EXTRACTED DATA:
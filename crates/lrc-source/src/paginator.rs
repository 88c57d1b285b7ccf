//! Page accumulation.
//!
//! [`Paginator::collect`] walks one `(account, category)` stream page by page.
//! Pages are requested strictly one after another; page N+1 is not issued
//! before page N has been appended.
//!
//! A fetch error ends the walk and the records gathered so far are returned
//! with [`StopReason::FetchFailed`]. The error is never propagated.

use lrc_schemas::{Category, RawRecord};
use tracing::{debug, warn};

use crate::provider::{FetchError, PageCursor, SourceFetcher};
use crate::rate_gate::RateGate;
use crate::spec::{PaginationStyle, Termination};

/// Why the walk ended.
#[derive(Debug, Clone, PartialEq, Eq)]
pub enum StopReason {
    /// A page came back with fewer than `page_size` records.
    ShortPage,
    /// Pagination metadata reported the last page.
    LastPage,
    /// A page came back empty.
    EmptyPage,
    /// The fetcher failed; records are those of the pages before the failure.
    FetchFailed(FetchError),
}

impl StopReason {
    pub fn is_failure(&self) -> bool {
        matches!(self, StopReason::FetchFailed(_))
    }
}

/// Records of one stream in source order.
#[derive(Debug, Clone)]
pub struct Collected {
    pub records: Vec<RawRecord>,
    pub pages_fetched: usize,
    pub stop: StopReason,
}

pub struct Paginator<'a> {
    fetcher: &'a dyn SourceFetcher,
    style: &'a PaginationStyle,
    gate: Option<&'a RateGate>,
}

impl<'a> Paginator<'a> {
    pub fn new(fetcher: &'a dyn SourceFetcher, style: &'a PaginationStyle) -> Self {
        Self {
            fetcher,
            style,
            gate: None,
        }
    }

    /// Every page request first passes through `gate`.
    pub fn with_gate(mut self, gate: &'a RateGate) -> Self {
        self.gate = Some(gate);
        self
    }

    pub async fn collect(&self, account: &str, category: Category) -> Collected {
        let page_size = self.style.page_size;
        let mut records: Vec<RawRecord> = Vec::new();
        let mut cursor = PageCursor {
            page: self.style.first_page,
            offset: 0,
            page_size,
        };
        let mut pages_fetched = 0usize;

        loop {
            if let Some(gate) = self.gate {
                gate.wait().await;
            }

            let page = match self.fetcher.fetch_page(account, category, &cursor).await {
                Ok(p) => p,
                Err(err) => {
                    warn!(
                        source = self.fetcher.name(),
                        account,
                        category = %category,
                        page = cursor.page,
                        kept = records.len(),
                        error = %err,
                        "fetch failed; keeping partial result"
                    );
                    return Collected {
                        records,
                        pages_fetched,
                        stop: StopReason::FetchFailed(err),
                    };
                }
            };

            pages_fetched += 1;
            let n = page.records.len();
            debug!(
                source = self.fetcher.name(),
                account,
                category = %category,
                page = cursor.page,
                records = n,
                "page fetched"
            );
            records.extend(page.records);

            let stop = if n == 0 {
                Some(StopReason::EmptyPage)
            } else {
                match (self.style.termination, page.meta) {
                    (Termination::LastPageMarker, Some(meta)) if meta.is_last() => {
                        Some(StopReason::LastPage)
                    }
                    (Termination::LastPageMarker, Some(_)) => None,
                    _ if n < page_size => Some(StopReason::ShortPage),
                    _ => None,
                }
            };
            if let Some(stop) = stop {
                return Collected {
                    records,
                    pages_fetched,
                    stop,
                };
            }

            cursor.page += 1;
            cursor.offset += n as u64;
        }
    }
}

#[cfg(test)]
mod tests {
    use super::*;
    use crate::provider::Page;
    use async_trait::async_trait;
    use serde_json::json;
    use std::sync::Mutex;

    /// Serves pre-built pages; `Err` entries fail that call.
    struct Pages {
        pages: Vec<Result<Page, FetchError>>,
        cursors: Mutex<Vec<PageCursor>>,
        first_page: u64,
    }

    impl Pages {
        fn new(first_page: u64, pages: Vec<Result<Page, FetchError>>) -> Self {
            Self {
                pages,
                cursors: Mutex::new(Vec::new()),
                first_page,
            }
        }

        fn seen(&self) -> Vec<PageCursor> {
            self.cursors.lock().unwrap().clone()
        }
    }

    #[async_trait]
    impl SourceFetcher for Pages {
        fn name(&self) -> &str {
            "pages"
        }

        async fn fetch_page(
            &self,
            _account: &str,
            _category: Category,
            cursor: &PageCursor,
        ) -> Result<Page, FetchError> {
            self.cursors.lock().unwrap().push(*cursor);
            let idx = (cursor.page - self.first_page) as usize;
            match self.pages.get(idx) {
                Some(p) => p.clone(),
                None => Ok(Page::default()),
            }
        }
    }

    fn recs(ids: &[u64]) -> Vec<RawRecord> {
        ids.iter()
            .map(|i| RawRecord::from_value(json!({ "id": i })).unwrap())
            .collect()
    }

    fn ids(c: &Collected) -> Vec<u64> {
        c.records.iter().filter_map(|r| r.u64_field("id")).collect()
    }

    fn style(first_page: u64, page_size: usize, termination: Termination) -> PaginationStyle {
        PaginationStyle {
            first_page,
            page_size,
            termination,
        }
    }

    #[tokio::test]
    async fn stops_on_short_page() {
        let f = Pages::new(
            0,
            vec![Ok(Page::new(recs(&[1, 2]))), Ok(Page::new(recs(&[3])))],
        );
        let s = style(0, 2, Termination::ShortPage);
        let c = Paginator::new(&f, &s).collect("a", Category::NormalTx).await;

        assert_eq!(ids(&c), vec![1, 2, 3]);
        assert_eq!(c.stop, StopReason::ShortPage);
        assert_eq!(c.pages_fetched, 2);
    }

    #[tokio::test]
    async fn exact_multiple_ends_on_empty_page() {
        let f = Pages::new(0, vec![Ok(Page::new(recs(&[1, 2])))]);
        let s = style(0, 2, Termination::ShortPage);
        let c = Paginator::new(&f, &s).collect("a", Category::NormalTx).await;

        assert_eq!(ids(&c), vec![1, 2]);
        assert_eq!(c.stop, StopReason::EmptyPage);
        assert_eq!(c.pages_fetched, 2);
    }

    #[tokio::test]
    async fn one_based_pages_and_offsets_advance() {
        let f = Pages::new(
            1,
            vec![Ok(Page::new(recs(&[1, 2]))), Ok(Page::new(recs(&[3])))],
        );
        let s = style(1, 2, Termination::ShortPage);
        Paginator::new(&f, &s).collect("a", Category::Trade).await;

        let seen = f.seen();
        assert_eq!(seen.len(), 2);
        assert_eq!((seen[0].page, seen[0].offset), (1, 0));
        assert_eq!((seen[1].page, seen[1].offset), (2, 2));
    }

    #[tokio::test]
    async fn last_page_marker_overrides_count_heuristic() {
        // Pages shorter than page_size do not stop the walk while the marker
        // says more pages remain.
        let f = Pages::new(
            1,
            vec![
                Ok(Page::with_meta(recs(&[1]), 1, 3)),
                Ok(Page::with_meta(recs(&[2]), 2, 3)),
                Ok(Page::with_meta(recs(&[3]), 3, 3)),
            ],
        );
        let s = style(1, 10, Termination::LastPageMarker);
        let c = Paginator::new(&f, &s).collect("a", Category::Withdrawal).await;

        assert_eq!(ids(&c), vec![1, 2, 3]);
        assert_eq!(c.stop, StopReason::LastPage);
    }

    #[tokio::test]
    async fn marker_strategy_without_meta_falls_back_to_short_page() {
        let f = Pages::new(0, vec![Ok(Page::new(recs(&[1])))]);
        let s = style(0, 10, Termination::LastPageMarker);
        let c = Paginator::new(&f, &s).collect("a", Category::Trade).await;
        assert_eq!(c.stop, StopReason::ShortPage);
    }

    #[tokio::test]
    async fn failure_keeps_pages_before_it() {
        let err = FetchError::Transport("reset".to_string());
        let f = Pages::new(
            0,
            vec![
                Ok(Page::new(recs(&[1, 2]))),
                Ok(Page::new(recs(&[3, 4]))),
                Err(err.clone()),
            ],
        );
        let s = style(0, 2, Termination::ShortPage);
        let c = Paginator::new(&f, &s).collect("a", Category::TokenTx).await;

        assert_eq!(ids(&c), vec![1, 2, 3, 4]);
        assert_eq!(c.stop, StopReason::FetchFailed(err));
        assert!(c.stop.is_failure());
        assert_eq!(c.pages_fetched, 2);
    }

    #[tokio::test]
    async fn failure_on_first_page_is_empty_not_error() {
        let f = Pages::new(0, vec![Err(FetchError::Decode("bad json".to_string()))]);
        let s = style(0, 2, Termination::ShortPage);
        let c = Paginator::new(&f, &s).collect("a", Category::Deposit).await;

        assert!(c.records.is_empty());
        assert_eq!(c.pages_fetched, 0);
        assert!(c.stop.is_failure());
    }

    #[tokio::test(start_paused = true)]
    async fn gate_spaces_page_requests() {
        let f = Pages::new(
            0,
            vec![Ok(Page::new(recs(&[1]))), Ok(Page::new(recs(&[2])))],
        );
        let s = style(0, 1, Termination::ShortPage);
        let gate = RateGate::new(std::time::Duration::from_millis(500));
        let t0 = tokio::time::Instant::now();
        Paginator::new(&f, &s)
            .with_gate(&gate)
            .collect("a", Category::NormalTx)
            .await;

        // Three requests: two full pages and the trailing empty one.
        assert_eq!(f.seen().len(), 3);
        assert!(t0.elapsed() >= std::time::Duration::from_millis(1000));
    }
}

DIRECTIONS: Counting only lines that hold the string "await", give the number of such lines in the records. Write nothing else.

YOUR RESPONSE: 10